Exercise requirements: The answer should contain every record below, output exactly.
—————
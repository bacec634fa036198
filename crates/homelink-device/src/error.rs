use std::borrow::Cow;

/// All possible error kinds.
#[derive(Debug, Copy, Clone, PartialEq, Eq)]
pub enum ErrorKind {
    /// A device has been turned on while on, or turned off while off.
    InvalidStateTransition,
    /// A device attribute is outside its accepted range.
    OutOfRange,
    /// The action is unknown or not supported by the device kind.
    UnsupportedAction,
    /// A request lacks some fields or contains wrongly typed values.
    MalformedRequest,
    /// The runtime tracker has been started twice or stopped while idle.
    TimerState,
    /// A socket could not be bound or a network operation failed.
    Network,
    /// Data could not be serialized or deserialized.
    Serialization,
}

impl ErrorKind {
    pub(crate) const fn description(self) -> &'static str {
        match self {
            Self::InvalidStateTransition => "Invalid State Transition",
            Self::OutOfRange => "Out Of Range",
            Self::UnsupportedAction => "Unsupported Action",
            Self::MalformedRequest => "Malformed Request",
            Self::TimerState => "Timer State",
            Self::Network => "Network",
            Self::Serialization => "Serialization",
        }
    }
}

impl std::fmt::Display for ErrorKind {
    fn fmt(&self, f: &mut std::fmt::Formatter<'_>) -> std::fmt::Result {
        f.write_str(self.description())
    }
}

/// A device error.
///
/// The description is the message reported to clients, so it must be
/// meaningful on its own.
#[derive(PartialEq)]
pub struct Error {
    kind: ErrorKind,
    description: Cow<'static, str>,
}

impl std::fmt::Debug for Error {
    fn fmt(&self, f: &mut std::fmt::Formatter<'_>) -> std::fmt::Result {
        self.error(f)
    }
}

impl std::fmt::Display for Error {
    fn fmt(&self, f: &mut std::fmt::Formatter<'_>) -> std::fmt::Result {
        f.write_str(&self.description)
    }
}

impl std::error::Error for Error {}

impl Error {
    /// Creates an [`Error`] from an [`ErrorKind`] and a description.
    #[inline]
    pub fn new(kind: ErrorKind, description: impl Into<Cow<'static, str>>) -> Self {
        Self {
            kind,
            description: description.into(),
        }
    }

    /// Returns the [`ErrorKind`].
    #[must_use]
    #[inline]
    pub const fn kind(&self) -> ErrorKind {
        self.kind
    }

    /// Returns the error description.
    #[must_use]
    #[inline]
    pub fn description(&self) -> &str {
        &self.description
    }

    fn error(&self, f: &mut std::fmt::Formatter<'_>) -> std::fmt::Result {
        write!(f, "{}: {}", self.kind, self.description)
    }
}

impl From<std::io::Error> for Error {
    fn from(e: std::io::Error) -> Self {
        Self::new(ErrorKind::Network, e.to_string())
    }
}

impl From<serde_json::Error> for Error {
    fn from(e: serde_json::Error) -> Self {
        Self::new(ErrorKind::Serialization, e.to_string())
    }
}

/// A specialized [`Result`] type for [`Error`].
pub type Result<T> = std::result::Result<T, Error>;

#[cfg(test)]
mod tests {
    use super::{Error, ErrorKind};

    #[test]
    fn test_error_display() {
        let error = Error::new(ErrorKind::OutOfRange, "Temperature out of range.");

        assert_eq!(error.kind(), ErrorKind::OutOfRange);
        assert_eq!(error.to_string(), "Temperature out of range.");
        assert_eq!(
            format!("{error:?}"),
            "Out Of Range: Temperature out of range."
        );
    }

    #[test]
    fn test_error_conversions() {
        let error: Error = std::io::Error::other("address in use").into();
        assert_eq!(error.kind(), ErrorKind::Network);

        let error: Error = serde_json::from_str::<serde_json::Value>("{")
            .unwrap_err()
            .into();
        assert_eq!(error.kind(), ErrorKind::Serialization);
    }
}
—————
Response to the task:
repository bacec634fa036198
filename crates/homelink-device/src/error.rs
use std::borrow::Cow;

/// All possible error kinds.
#[derive(Debug, Copy, Clone, PartialEq, Eq)]
pub enum ErrorKind {
    /// A device has been turned on while on, or turned off while off.
    InvalidStateTransition,
    /// A device attribute is outside its accepted range.
    OutOfRange,
    /// The action is unknown or not supported by the device kind.
    UnsupportedAction,
    /// A request lacks some fields or contains wrongly typed values.
    MalformedRequest,
    /// The runtime tracker has been started twice or stopped while idle.
    TimerState,
    /// A socket could not be bound or a network operation failed.
    Network,
    /// Data could not be serialized or deserialized.
    Serialization,
}

impl ErrorKind {
    pub(crate) const fn description(self) -> &'static str {
        match self {
            Self::InvalidStateTransition => "Invalid State Transition",
            Self::OutOfRange => "Out Of Range",
            Self::UnsupportedAction => "Unsupported Action",
            Self::MalformedRequest => "Malformed Request",
            Self::TimerState => "Timer State",
            Self::Network => "Network",
            Self::Serialization => "Serialization",
        }
    }
}

impl std::fmt::Display for ErrorKind {
    fn fmt(&self, f: &mut std::fmt::Formatter<'_>) -> std::fmt::Result {
        f.write_str(self.description())
    }
}

/// A device error.
///
/// The description is the message reported to clients, so it must be
/// meaningful on its own.
#[derive(PartialEq)]
pub struct Error {
    kind: ErrorKind,
    description: Cow<'static, str>,
}

impl std::fmt::Debug for Error {
    fn fmt(&self, f: &mut std::fmt::Formatter<'_>) -> std::fmt::Result {
        self.error(f)
    }
}

impl std::fmt::Display for Error {
    fn fmt(&self, f: &mut std::fmt::Formatter<'_>) -> std::fmt::Result {
        f.write_str(&self.description)
    }
}

impl std::error::Error for Error {}

impl Error {
    /// Creates an [`Error`] from an [`ErrorKind`] and a description.
    #[inline]
    pub fn new(kind: ErrorKind, description: impl Into<Cow<'static, str>>) -> Self {
        Self {
            kind,
            description: description.into(),
        }
    }

    /// Returns the [`ErrorKind`].
    #[must_use]
    #[inline]
    pub const fn kind(&self) -> ErrorKind {
        self.kind
    }

    /// Returns the error description.
    #[must_use]
    #[inline]
    pub fn description(&self) -> &str {
        &self.description
    }

    fn error(&self, f: &mut std::fmt::Formatter<'_>) -> std::fmt::Result {
        write!(f, "{}: {}", self.kind, self.description)
    }
}

impl From<std::io::Error> for Error {
    fn from(e: std::io::Error) -> Self {
        Self::new(ErrorKind::Network, e.to_string())
    }
}

impl From<serde_json::Error> for Error {
    fn from(e: serde_json::Error) -> Self {
        Self::new(ErrorKind::Serialization, e.to_string())
    }
}

/// A specialized [`Result`] type for [`Error`].
pub type Result<T> = std::result::Result<T, Error>;

#[cfg(test)]
mod tests {
    use super::{Error, ErrorKind};

    #[test]
    fn test_error_display() {
        let error = Error::new(ErrorKind::OutOfRange, "Temperature out of range.");

        assert_eq!(error.kind(), ErrorKind::OutOfRange);
        assert_eq!(error.to_string(), "Temperature out of range.");
        assert_eq!(
            format!("{error:?}"),
            "Out Of Range: Temperature out of range."
        );
    }

    #[test]
    fn test_error_conversions() {
        let error: Error = std::io::Error::other("address in use").into();
        assert_eq!(error.kind(), ErrorKind::Network);

        let error: Error = serde_json::from_str::<serde_json::Value>("{")
            .unwrap_err()
            .into();
        assert_eq!(error.kind(), ErrorKind::Serialization);
    }
}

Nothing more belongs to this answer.